• _Data excerpts_:
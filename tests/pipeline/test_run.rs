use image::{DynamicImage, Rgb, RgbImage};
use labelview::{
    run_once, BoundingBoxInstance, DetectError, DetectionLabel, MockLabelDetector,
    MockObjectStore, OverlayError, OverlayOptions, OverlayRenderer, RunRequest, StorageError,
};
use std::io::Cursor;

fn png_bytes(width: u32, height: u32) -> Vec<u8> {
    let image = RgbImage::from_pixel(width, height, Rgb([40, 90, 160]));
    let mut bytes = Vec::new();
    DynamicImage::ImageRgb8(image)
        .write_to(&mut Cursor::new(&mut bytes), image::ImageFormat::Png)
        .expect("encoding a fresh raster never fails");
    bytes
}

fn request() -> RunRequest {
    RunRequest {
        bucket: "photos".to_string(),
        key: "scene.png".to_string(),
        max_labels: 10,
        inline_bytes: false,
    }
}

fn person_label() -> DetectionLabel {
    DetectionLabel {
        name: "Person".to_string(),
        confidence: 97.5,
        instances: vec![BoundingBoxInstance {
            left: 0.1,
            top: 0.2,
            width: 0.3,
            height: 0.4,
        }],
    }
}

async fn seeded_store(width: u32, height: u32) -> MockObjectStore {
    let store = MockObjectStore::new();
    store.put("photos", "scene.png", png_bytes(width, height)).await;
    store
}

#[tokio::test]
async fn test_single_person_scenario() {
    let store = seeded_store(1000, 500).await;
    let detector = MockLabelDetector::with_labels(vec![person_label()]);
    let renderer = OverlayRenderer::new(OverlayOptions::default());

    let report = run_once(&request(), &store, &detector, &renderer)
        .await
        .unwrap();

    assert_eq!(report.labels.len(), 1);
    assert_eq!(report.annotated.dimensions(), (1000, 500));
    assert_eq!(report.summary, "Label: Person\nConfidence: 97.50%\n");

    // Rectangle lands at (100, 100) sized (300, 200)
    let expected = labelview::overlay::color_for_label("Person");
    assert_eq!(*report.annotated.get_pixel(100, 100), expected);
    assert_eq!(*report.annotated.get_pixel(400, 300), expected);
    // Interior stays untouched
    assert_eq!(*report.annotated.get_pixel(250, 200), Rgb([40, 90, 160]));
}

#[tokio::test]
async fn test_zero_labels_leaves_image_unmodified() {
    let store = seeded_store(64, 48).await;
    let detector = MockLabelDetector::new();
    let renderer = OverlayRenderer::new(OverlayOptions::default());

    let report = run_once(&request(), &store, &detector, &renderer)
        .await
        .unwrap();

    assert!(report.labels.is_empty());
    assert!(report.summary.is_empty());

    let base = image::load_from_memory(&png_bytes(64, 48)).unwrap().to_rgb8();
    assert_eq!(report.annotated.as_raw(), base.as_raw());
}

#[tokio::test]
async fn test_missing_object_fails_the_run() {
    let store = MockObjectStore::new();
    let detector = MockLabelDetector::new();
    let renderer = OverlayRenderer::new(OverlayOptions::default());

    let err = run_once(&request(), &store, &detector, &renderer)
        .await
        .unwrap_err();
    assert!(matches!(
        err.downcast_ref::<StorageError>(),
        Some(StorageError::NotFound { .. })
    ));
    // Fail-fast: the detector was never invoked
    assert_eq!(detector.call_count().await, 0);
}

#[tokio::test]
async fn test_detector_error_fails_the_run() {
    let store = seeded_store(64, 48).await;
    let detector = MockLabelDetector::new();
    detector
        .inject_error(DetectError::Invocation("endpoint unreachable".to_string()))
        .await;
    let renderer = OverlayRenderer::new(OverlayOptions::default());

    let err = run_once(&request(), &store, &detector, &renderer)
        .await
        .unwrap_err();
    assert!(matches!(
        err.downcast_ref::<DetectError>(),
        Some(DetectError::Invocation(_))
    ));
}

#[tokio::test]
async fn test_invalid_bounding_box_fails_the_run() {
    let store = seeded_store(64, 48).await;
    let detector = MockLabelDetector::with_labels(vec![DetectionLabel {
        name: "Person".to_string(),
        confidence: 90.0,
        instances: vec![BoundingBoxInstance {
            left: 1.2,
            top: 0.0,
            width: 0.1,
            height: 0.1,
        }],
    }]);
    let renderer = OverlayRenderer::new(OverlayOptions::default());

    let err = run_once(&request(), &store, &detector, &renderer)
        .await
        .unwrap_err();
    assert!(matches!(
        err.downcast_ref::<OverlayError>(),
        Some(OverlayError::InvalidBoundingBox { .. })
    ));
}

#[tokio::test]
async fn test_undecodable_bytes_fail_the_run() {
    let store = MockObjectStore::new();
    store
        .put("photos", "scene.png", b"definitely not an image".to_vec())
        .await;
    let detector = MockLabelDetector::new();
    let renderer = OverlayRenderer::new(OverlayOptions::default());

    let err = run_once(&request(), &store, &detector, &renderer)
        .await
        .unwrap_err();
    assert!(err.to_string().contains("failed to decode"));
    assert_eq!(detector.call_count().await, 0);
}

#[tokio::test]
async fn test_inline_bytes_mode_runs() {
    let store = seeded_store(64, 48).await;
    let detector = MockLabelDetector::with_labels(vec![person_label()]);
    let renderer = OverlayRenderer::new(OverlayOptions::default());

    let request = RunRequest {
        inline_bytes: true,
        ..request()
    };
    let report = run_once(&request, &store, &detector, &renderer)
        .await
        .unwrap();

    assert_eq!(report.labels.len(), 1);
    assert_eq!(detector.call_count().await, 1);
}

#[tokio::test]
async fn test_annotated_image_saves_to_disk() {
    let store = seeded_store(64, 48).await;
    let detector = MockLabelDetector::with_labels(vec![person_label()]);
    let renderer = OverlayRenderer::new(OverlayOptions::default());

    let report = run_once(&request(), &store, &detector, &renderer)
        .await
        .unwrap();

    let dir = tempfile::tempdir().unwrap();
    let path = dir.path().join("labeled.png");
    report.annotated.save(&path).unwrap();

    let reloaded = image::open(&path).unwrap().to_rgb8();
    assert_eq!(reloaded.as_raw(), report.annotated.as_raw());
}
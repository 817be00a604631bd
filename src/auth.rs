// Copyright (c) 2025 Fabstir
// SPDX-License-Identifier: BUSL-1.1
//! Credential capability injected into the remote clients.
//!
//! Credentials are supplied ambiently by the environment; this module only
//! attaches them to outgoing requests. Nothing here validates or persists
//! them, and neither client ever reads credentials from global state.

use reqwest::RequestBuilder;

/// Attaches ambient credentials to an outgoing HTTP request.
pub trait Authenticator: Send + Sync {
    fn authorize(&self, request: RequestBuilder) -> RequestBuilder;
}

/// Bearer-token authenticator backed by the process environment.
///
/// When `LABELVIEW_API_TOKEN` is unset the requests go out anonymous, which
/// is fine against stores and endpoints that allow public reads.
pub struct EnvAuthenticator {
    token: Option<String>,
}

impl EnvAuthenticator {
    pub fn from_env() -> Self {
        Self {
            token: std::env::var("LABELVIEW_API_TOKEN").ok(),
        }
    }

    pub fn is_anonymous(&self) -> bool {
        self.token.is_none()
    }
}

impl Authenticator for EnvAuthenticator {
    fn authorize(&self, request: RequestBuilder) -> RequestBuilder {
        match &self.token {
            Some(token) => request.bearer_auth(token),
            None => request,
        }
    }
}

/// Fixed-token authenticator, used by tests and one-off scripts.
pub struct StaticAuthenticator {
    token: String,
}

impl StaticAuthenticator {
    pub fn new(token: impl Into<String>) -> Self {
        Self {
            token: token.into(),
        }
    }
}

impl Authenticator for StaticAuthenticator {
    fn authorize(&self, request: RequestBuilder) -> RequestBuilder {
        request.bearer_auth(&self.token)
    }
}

--

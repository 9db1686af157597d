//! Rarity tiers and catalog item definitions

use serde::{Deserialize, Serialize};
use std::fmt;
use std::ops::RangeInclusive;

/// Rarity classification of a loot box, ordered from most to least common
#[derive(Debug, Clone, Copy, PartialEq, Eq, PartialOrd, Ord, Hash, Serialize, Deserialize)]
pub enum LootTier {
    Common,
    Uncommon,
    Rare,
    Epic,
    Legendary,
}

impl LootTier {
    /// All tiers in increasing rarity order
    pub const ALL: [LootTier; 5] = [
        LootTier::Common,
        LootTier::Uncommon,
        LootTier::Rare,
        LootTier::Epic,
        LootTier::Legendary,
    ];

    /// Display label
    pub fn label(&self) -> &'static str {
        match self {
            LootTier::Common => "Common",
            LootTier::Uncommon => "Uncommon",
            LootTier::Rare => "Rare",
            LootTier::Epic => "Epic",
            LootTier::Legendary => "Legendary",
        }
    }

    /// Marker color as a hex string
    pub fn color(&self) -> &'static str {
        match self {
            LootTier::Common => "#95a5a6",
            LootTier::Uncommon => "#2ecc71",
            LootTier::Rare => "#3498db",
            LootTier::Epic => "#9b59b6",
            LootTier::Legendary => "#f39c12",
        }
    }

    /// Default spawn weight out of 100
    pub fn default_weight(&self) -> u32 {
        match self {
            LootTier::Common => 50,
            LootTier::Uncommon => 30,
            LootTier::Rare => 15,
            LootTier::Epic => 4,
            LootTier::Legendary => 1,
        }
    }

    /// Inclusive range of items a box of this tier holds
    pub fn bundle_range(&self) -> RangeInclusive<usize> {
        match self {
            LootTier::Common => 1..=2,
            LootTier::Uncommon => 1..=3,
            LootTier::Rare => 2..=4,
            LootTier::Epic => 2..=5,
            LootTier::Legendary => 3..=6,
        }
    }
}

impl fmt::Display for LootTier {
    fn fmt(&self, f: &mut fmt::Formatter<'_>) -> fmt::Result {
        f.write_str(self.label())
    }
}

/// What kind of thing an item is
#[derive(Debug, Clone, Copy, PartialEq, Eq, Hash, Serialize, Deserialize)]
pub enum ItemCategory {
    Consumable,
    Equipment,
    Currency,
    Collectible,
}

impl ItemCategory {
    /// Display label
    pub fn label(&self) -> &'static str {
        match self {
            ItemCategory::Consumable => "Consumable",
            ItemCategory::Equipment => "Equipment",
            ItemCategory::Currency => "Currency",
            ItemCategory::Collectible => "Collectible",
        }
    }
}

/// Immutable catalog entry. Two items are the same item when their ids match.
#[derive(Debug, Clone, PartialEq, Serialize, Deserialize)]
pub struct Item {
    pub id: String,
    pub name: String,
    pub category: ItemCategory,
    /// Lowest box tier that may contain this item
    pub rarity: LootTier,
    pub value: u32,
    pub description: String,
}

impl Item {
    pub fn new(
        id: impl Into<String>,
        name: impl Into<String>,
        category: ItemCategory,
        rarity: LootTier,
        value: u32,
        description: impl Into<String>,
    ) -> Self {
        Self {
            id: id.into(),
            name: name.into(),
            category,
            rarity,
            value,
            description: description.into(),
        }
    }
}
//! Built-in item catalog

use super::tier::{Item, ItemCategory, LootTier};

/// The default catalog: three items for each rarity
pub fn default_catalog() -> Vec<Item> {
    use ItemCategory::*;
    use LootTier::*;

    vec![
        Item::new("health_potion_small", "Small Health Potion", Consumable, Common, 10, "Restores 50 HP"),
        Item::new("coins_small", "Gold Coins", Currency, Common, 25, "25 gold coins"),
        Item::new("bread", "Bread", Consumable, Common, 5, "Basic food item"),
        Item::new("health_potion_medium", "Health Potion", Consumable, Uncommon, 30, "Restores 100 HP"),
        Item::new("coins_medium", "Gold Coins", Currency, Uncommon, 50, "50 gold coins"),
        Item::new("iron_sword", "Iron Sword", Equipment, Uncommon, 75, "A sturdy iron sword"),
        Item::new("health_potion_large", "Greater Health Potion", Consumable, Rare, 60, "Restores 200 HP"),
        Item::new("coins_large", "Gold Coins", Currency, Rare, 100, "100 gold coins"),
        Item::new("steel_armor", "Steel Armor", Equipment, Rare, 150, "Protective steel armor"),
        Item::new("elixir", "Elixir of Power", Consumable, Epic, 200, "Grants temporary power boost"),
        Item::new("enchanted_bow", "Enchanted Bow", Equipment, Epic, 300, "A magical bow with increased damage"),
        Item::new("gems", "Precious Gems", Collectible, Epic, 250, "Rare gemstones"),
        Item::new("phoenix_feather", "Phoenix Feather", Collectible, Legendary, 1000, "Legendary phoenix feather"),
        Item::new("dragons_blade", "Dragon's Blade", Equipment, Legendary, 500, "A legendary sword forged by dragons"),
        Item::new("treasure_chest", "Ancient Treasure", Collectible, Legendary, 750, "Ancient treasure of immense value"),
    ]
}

• _Exercise_: Show every line from the listing above in which the string "struct" appears.

• _Solution to the exercise_:
pub struct EnvAuthenticator {
pub struct StaticAuthenticator {
pub struct Item {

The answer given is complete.